Khary was 6 feet tall. But he was slim.

“He wasn't the giant they were describing him as,” Lazarre says.

Baby or 'Militant Black Panther'?

She pauses. Lazarre is white. Her husband is black. She says she started learning the role race would play in her sons’ lives the day her older son, Adam, was born.

“He was a tiny little 6 pound baby. The nurses were white,” she says. “And whenever he cried, they would refer to him as the militant Black Panther.”

Lazarre says there’s no doubt in her mind that what happened with Khary and his knee surgery was because of race.

“I understood, certainly not for the first time, that my son, and my sons both, were viewed as being dangerous, being potentially frightening to people who were white,” she says, adding that it was likely the surgeon didn’t see it that way. “Like most white people, I don't think he was conscious of it at all.”

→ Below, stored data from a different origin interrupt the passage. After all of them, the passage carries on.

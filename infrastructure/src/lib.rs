//! Infrastructure layer for taskforce
//!
//! This crate contains adapters that implement the ports defined in the
//! application layer: the retrying HTTP endpoint client, configuration
//! file loading and the JSONL transcript logger.

pub mod config;
pub mod http;
pub mod logging;

// Re-export commonly used types
pub use config::{
    ConfigError, ConfigLoader, FileAgentConfig, FileCarryConfig, FileConfig, FileServerConfig,
};
pub use http::{
    client::{AgentEndpoint, HttpEndpointClient},
    retry::RetryPolicy,
};
pub use logging::JsonlTranscriptLogger;
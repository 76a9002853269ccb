//! Wire types for OpenAI-compatible chat-completion backends.
//!
//! The request body is the `{model, messages}` shape LM Studio and
//! similar local servers accept. Reply parsing is tolerant of three
//! response layouts:
//!
//! 1. OpenAI-compatible: `choices[0].message.content`
//! 2. Ollama-style: `message.content`
//! 3. Bare: top-level `content`
//!
//! Anything else is a malformed response — surfaced with a truncated
//! snippet of the raw body for diagnosis.

use serde::Serialize;
use taskforce_application::UsageMetadata;
use taskforce_domain::Turn;

/// Maximum raw-body length quoted in malformed-response errors.
const ERROR_SNIPPET_LEN: usize = 200;

/// One message in the outbound request body.
#[derive(Debug, Serialize)]
pub struct WireMessage<'a> {
    pub role: &'static str,
    pub content: &'a str,
}

/// Outbound chat-completion request body.
#[derive(Debug, Serialize)]
pub struct ChatRequest<'a> {
    pub model: &'a str,
    pub messages: Vec<WireMessage<'a>>,
}

/// Serialize the session snapshot plus the new message, in order.
pub fn build_request<'a>(model: &'a str, turns: &'a [Turn], message: &'a str) -> ChatRequest<'a> {
    let mut messages: Vec<WireMessage<'a>> = turns
        .iter()
        .map(|turn| WireMessage {
            role: turn.role.as_str(),
            content: &turn.content,
        })
        .collect();
    messages.push(WireMessage {
        role: "user",
        content: message,
    });
    ChatRequest { model, messages }
}

/// Extract the reply text and usage metadata from a response body.
///
/// Returns a diagnostic string (for `EndpointError::MalformedResponse`)
/// when the body matches none of the accepted layouts.
pub fn parse_reply(body: &serde_json::Value) -> Result<(String, Option<UsageMetadata>), String> {
    let usage = parse_usage(body);

    if let Some(content) = body
        .get("choices")
        .and_then(|choices| choices.get(0))
        .and_then(|choice| choice.get("message"))
        .and_then(|message| message.get("content"))
        .and_then(|content| content.as_str())
    {
        return Ok((content.to_string(), usage));
    }

    if let Some(content) = body
        .get("message")
        .and_then(|message| message.get("content"))
        .and_then(|content| content.as_str())
    {
        return Ok((content.to_string(), usage));
    }

    if let Some(content) = body.get("content").and_then(|content| content.as_str()) {
        return Ok((content.to_string(), usage));
    }

    let mut snippet = body.to_string();
    snippet.truncate(
        snippet
            .char_indices()
            .nth(ERROR_SNIPPET_LEN)
            .map(|(i, _)| i)
            .unwrap_or(snippet.len()),
    );
    Err(format!("unexpected response shape: {}", snippet))
}

fn parse_usage(body: &serde_json::Value) -> Option<UsageMetadata> {
    let usage = body.get("usage")?;
    Some(UsageMetadata {
        prompt_tokens: usage.get("prompt_tokens")?.as_u64()?,
        completion_tokens: usage.get("completion_tokens")?.as_u64()?,
        total_tokens: usage.get("total_tokens")?.as_u64()?,
    })
}

#[cfg(test)]
mod tests {
    use super::*;

    #[test]
    fn test_build_request_appends_new_message_last() {
        let turns = vec![Turn::system("be brief"), Turn::user("hi"), Turn::assistant("hello")];
        let request = build_request("local-model", &turns, "write a haiku");

        assert_eq!(request.model, "local-model");
        assert_eq!(request.messages.len(), 4);
        assert_eq!(request.messages[0].role, "system");
        assert_eq!(request.messages[3].role, "user");
        assert_eq!(request.messages[3].content, "write a haiku");
    }

    #[test]
    fn test_request_serializes_in_order() {
        let turns = vec![Turn::user("first"), Turn::assistant("second")];
        let request = build_request("m", &turns, "third");
        let json = serde_json::to_value(&request).unwrap();
        let contents: Vec<&str> = json["messages"]
            .as_array()
            .unwrap()
            .iter()
            .map(|m| m["content"].as_str().unwrap())
            .collect();
        assert_eq!(contents, vec!["first", "second", "third"]);
    }

    #[test]
    fn test_parse_openai_shape() {
        let body = serde_json::json!({
            "choices": [{"message": {"role": "assistant", "content": "a haiku"}}],
            "usage": {"prompt_tokens": 12, "completion_tokens": 7, "total_tokens": 19}
        });
        let (text, usage) = parse_reply(&body).unwrap();
        assert_eq!(text, "a haiku");
        assert_eq!(usage.unwrap().total_tokens, 19);
    }

    #[test]
    fn test_parse_message_shape() {
        let body = serde_json::json!({"message": {"content": "a reply"}});
        let (text, usage) = parse_reply(&body).unwrap();
        assert_eq!(text, "a reply");
        assert!(usage.is_none());
    }

    #[test]
    fn test_parse_bare_content_shape() {
        let body = serde_json::json!({"content": "bare"});
        assert_eq!(parse_reply(&body).unwrap().0, "bare");
    }

    #[test]
    fn test_unknown_shape_is_error_with_snippet() {
        let body = serde_json::json!({"error": "model not loaded"});
        let err = parse_reply(&body).unwrap_err();
        assert!(err.contains("model not loaded"));
    }

    #[test]
    fn test_partial_usage_ignored() {
        let body = serde_json::json!({
            "content": "text",
            "usage": {"prompt_tokens": 3}
        });
        let (_, usage) = parse_reply(&body).unwrap();
        assert!(usage.is_none());
    }
}
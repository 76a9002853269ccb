//! Retry policy with exponential backoff.
//!
//! An explicit policy object applied around a single-attempt primitive:
//! transient failures are retried up to `max_attempts` with a doubling,
//! capped, jittered delay between attempts; terminal failures pass
//! through untouched. Each retry issues a fresh attempt — results are
//! never reused across attempts.

use serde::{Deserialize, Serialize};
use std::future::Future;
use std::time::Duration;
use taskforce_application::EndpointError;
use tokio_util::sync::CancellationToken;
use tracing::warn;

/// Default maximum attempt count (first try included).
pub const DEFAULT_MAX_ATTEMPTS: u32 = 3;
/// Default base delay in milliseconds.
pub const DEFAULT_BASE_DELAY_MS: u64 = 1000;
/// Default maximum delay between attempts in milliseconds.
pub const DEFAULT_MAX_DELAY_MS: u64 = 30_000;
/// Default jitter factor (0.0–1.0).
pub const DEFAULT_JITTER_FACTOR: f64 = 0.1;

/// Configuration for transient-failure retries.
#[derive(Clone, Debug, Serialize, Deserialize)]
pub struct RetryPolicy {
    /// Maximum number of attempts, including the first (default: 3).
    #[serde(default = "default_max_attempts")]
    pub max_attempts: u32,
    /// Base delay for exponential backoff in ms (default: 1000).
    #[serde(default = "default_base_delay_ms")]
    pub base_delay_ms: u64,
    /// Maximum delay between attempts in ms (default: 30000).
    #[serde(default = "default_max_delay_ms")]
    pub max_delay_ms: u64,
    /// Jitter factor 0.0–1.0 (default: 0.1).
    #[serde(default = "default_jitter_factor")]
    pub jitter_factor: f64,
}

fn default_max_attempts() -> u32 {
    DEFAULT_MAX_ATTEMPTS
}
fn default_base_delay_ms() -> u64 {
    DEFAULT_BASE_DELAY_MS
}
fn default_max_delay_ms() -> u64 {
    DEFAULT_MAX_DELAY_MS
}
fn default_jitter_factor() -> f64 {
    DEFAULT_JITTER_FACTOR
}

impl Default for RetryPolicy {
    fn default() -> Self {
        Self {
            max_attempts: DEFAULT_MAX_ATTEMPTS,
            base_delay_ms: DEFAULT_BASE_DELAY_MS,
            max_delay_ms: DEFAULT_MAX_DELAY_MS,
            jitter_factor: DEFAULT_JITTER_FACTOR,
        }
    }
}

impl RetryPolicy {
    /// Backoff delay before the retry following `failed_attempts`
    /// failures.
    ///
    /// Formula: `min(max_delay, base_delay * 2^(failed_attempts-1))`
    /// scaled by `1 + (random * 2 - 1) * jitter_factor`, where `random`
    /// is a value in `[0.0, 1.0)`.
    pub fn backoff_delay(&self, failed_attempts: u32, random: f64) -> Duration {
        let exponent = failed_attempts.saturating_sub(1).min(31);
        let exponential = self.base_delay_ms.saturating_mul(1u64 << exponent);
        let capped = exponential.min(self.max_delay_ms);

        // Maps random [0,1) to [-jitter, +jitter]
        let jitter = 1.0 + (random * 2.0 - 1.0) * self.jitter_factor;
        let with_jitter = (capped as f64) * jitter;

        Duration::from_millis(with_jitter.round().max(0.0) as u64)
    }

    /// Run `attempt_fn` until it succeeds, fails terminally, exhausts
    /// `max_attempts`, or `cancel` fires during a backoff wait.
    ///
    /// Transient errors ([`EndpointError::is_transient`]) are retried;
    /// everything else is returned immediately. Exhaustion is reported as
    /// [`EndpointError::Unreachable`] carrying the attempt count and the
    /// last transient error.
    pub async fn run<T, F, Fut>(
        &self,
        cancel: Option<&CancellationToken>,
        mut attempt_fn: F,
    ) -> Result<T, EndpointError>
    where
        F: FnMut() -> Fut,
        Fut: Future<Output = Result<T, EndpointError>>,
    {
        let mut attempts = 0u32;
        loop {
            attempts += 1;
            let error = match attempt_fn().await {
                Ok(value) => return Ok(value),
                Err(error) if !error.is_transient() => return Err(error),
                Err(error) => error,
            };

            if attempts >= self.max_attempts {
                return Err(EndpointError::Unreachable {
                    attempts,
                    last: error.to_string(),
                });
            }

            let delay = self.backoff_delay(attempts, rand::random());
            warn!(
                attempt = attempts,
                max_attempts = self.max_attempts,
                delay_ms = delay.as_millis() as u64,
                %error,
                "Transient endpoint failure, backing off"
            );

            match cancel {
                Some(token) => {
                    tokio::select! {
                        _ = tokio::time::sleep(delay) => {}
                        _ = token.cancelled() => return Err(EndpointError::Cancelled),
                    }
                }
                None => tokio::time::sleep(delay).await,
            }
        }
    }
}

#[cfg(test)]
mod tests {
    use super::*;
    use std::sync::Arc;
    use std::sync::atomic::{AtomicU32, Ordering};

    fn quick_policy(max_attempts: u32) -> RetryPolicy {
        RetryPolicy {
            max_attempts,
            base_delay_ms: 1,
            max_delay_ms: 10,
            jitter_factor: 0.0,
        }
    }

    fn flaky(
        fail_count: u32,
        counter: Arc<AtomicU32>,
    ) -> impl FnMut() -> std::future::Ready<Result<&'static str, EndpointError>> {
        move || {
            let attempt = counter.fetch_add(1, Ordering::SeqCst);
            if attempt < fail_count {
                std::future::ready(Err(EndpointError::Transport("connection refused".into())))
            } else {
                std::future::ready(Ok("response"))
            }
        }
    }

    #[tokio::test]
    async fn test_success_after_k_transient_failures() {
        let counter = Arc::new(AtomicU32::new(0));
        let policy = quick_policy(4);

        let result = policy.run(None, flaky(2, counter.clone())).await;
        assert_eq!(result.unwrap(), "response");
        // K failures then success: exactly K+1 attempts.
        assert_eq!(counter.load(Ordering::SeqCst), 3);
    }

    #[tokio::test]
    async fn test_exhaustion_after_exactly_max_attempts() {
        let counter = Arc::new(AtomicU32::new(0));
        let policy = quick_policy(3);

        let result = policy.run(None, flaky(10, counter.clone())).await;
        match result {
            Err(EndpointError::Unreachable { attempts, .. }) => assert_eq!(attempts, 3),
            other => panic!("expected Unreachable, got {:?}", other.map(|_| ())),
        }
        assert_eq!(counter.load(Ordering::SeqCst), 3);
    }

    #[tokio::test]
    async fn test_terminal_error_is_not_retried() {
        let counter = Arc::new(AtomicU32::new(0));
        let policy = quick_policy(5);
        let counter_clone = counter.clone();

        let result: Result<(), _> = policy
            .run(None, move || {
                counter_clone.fetch_add(1, Ordering::SeqCst);
                std::future::ready(Err(EndpointError::AuthRejected))
            })
            .await;

        assert!(matches!(result, Err(EndpointError::AuthRejected)));
        assert_eq!(counter.load(Ordering::SeqCst), 1);
    }

    #[tokio::test(start_paused = true)]
    async fn test_cancellation_aborts_backoff_wait() {
        let token = CancellationToken::new();
        token.cancel();
        let policy = RetryPolicy {
            max_attempts: 5,
            base_delay_ms: 60_000,
            max_delay_ms: 600_000,
            jitter_factor: 0.0,
        };

        let result: Result<(), _> = policy
            .run(Some(&token), || {
                std::future::ready(Err(EndpointError::Transport("refused".into())))
            })
            .await;

        assert!(matches!(result, Err(EndpointError::Cancelled)));
    }

    #[test]
    fn test_backoff_delays_strictly_increase_until_cap() {
        let policy = RetryPolicy {
            max_attempts: 6,
            base_delay_ms: 1000,
            max_delay_ms: 60_000,
            jitter_factor: 0.0,
        };
        let d1 = policy.backoff_delay(1, 0.5);
        let d2 = policy.backoff_delay(2, 0.5);
        let d3 = policy.backoff_delay(3, 0.5);
        assert_eq!(d1, Duration::from_millis(1000));
        assert_eq!(d2, Duration::from_millis(2000));
        assert_eq!(d3, Duration::from_millis(4000));
        assert!(d1 < d2 && d2 < d3);
    }

    #[test]
    fn test_backoff_caps_at_max_delay() {
        let policy = RetryPolicy {
            max_attempts: 20,
            base_delay_ms: 1000,
            max_delay_ms: 8000,
            jitter_factor: 0.0,
        };
        assert_eq!(policy.backoff_delay(10, 0.5), Duration::from_millis(8000));
        // No overflow at absurd attempt counts.
        assert_eq!(policy.backoff_delay(100, 0.5), Duration::from_millis(8000));
    }

    #[test]
    fn test_jitter_bounds() {
        let policy = RetryPolicy {
            max_attempts: 3,
            base_delay_ms: 1000,
            max_delay_ms: 60_000,
            jitter_factor: 0.2,
        };
        assert_eq!(policy.backoff_delay(1, 0.0), Duration::from_millis(800));
        assert_eq!(policy.backoff_delay(1, 0.5), Duration::from_millis(1000));
        assert_eq!(policy.backoff_delay(1, 1.0), Duration::from_millis(1200));
    }

    #[test]
    fn test_serde_defaults() {
        let policy: RetryPolicy = serde_json::from_str("{}").unwrap();
        assert_eq!(policy.max_attempts, DEFAULT_MAX_ATTEMPTS);
        assert_eq!(policy.base_delay_ms, DEFAULT_BASE_DELAY_MS);
    }
}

Lazarre and her husband insisted on seeing Khary.

“And he was indeed obviously agitated, and flailing about, covering his head with his arms,” she says. “And we saw right away that he was scared, not angry or violent.”

He was scared. Lazarre and her husband leaned over and whispered in Khary’s ear: “’It’s going to be okay, you can calm down.’ And he began coming out of the anesthesia more normally.”

Lazarre wrote about this experience in her book “Beyond the Whiteness of Whiteness: Memoir of a White Mother of Black Sons.” It will be republished in a new 20th anniversary edition next year with a new preface from Lazarre. She says there's still so much that hasn't changed.

Disparities Persist

Even as health overall has improved in the U.S., the disparities in treatment and outcomes between white patients, and black and Latino patients, are almost as big as they were 50 years ago. A growing body of research suggests that doctors’ unconscious behaviors play a role in these statistics, and the Institute of Medicine has called for more studies looking at discrimination and prejudice.

One study found that doctors were far less likely to refer black women for advanced cardiac care than white men with identical symptoms. Other studies show that African Americans and Latino patients are often prescribed less pain medication than white patients with the same complaints.

“We know that doctors spend more time with white patients than with patients of color,” says Howard Ross, founder of management consulting firm Cook Ross.

He’s developed a new diversity training curriculum for health care professionals that focuses on the role of unconscious bias in these scenarios.

Doctors and nurses don’t mean to treat people differently, Ross says. But, just like police, they harbor stereotypes that they’re not aware they have. Everybody does.

“This is normal human behavior,” Ross says. “We can no more stop having bias than we can stop breathing."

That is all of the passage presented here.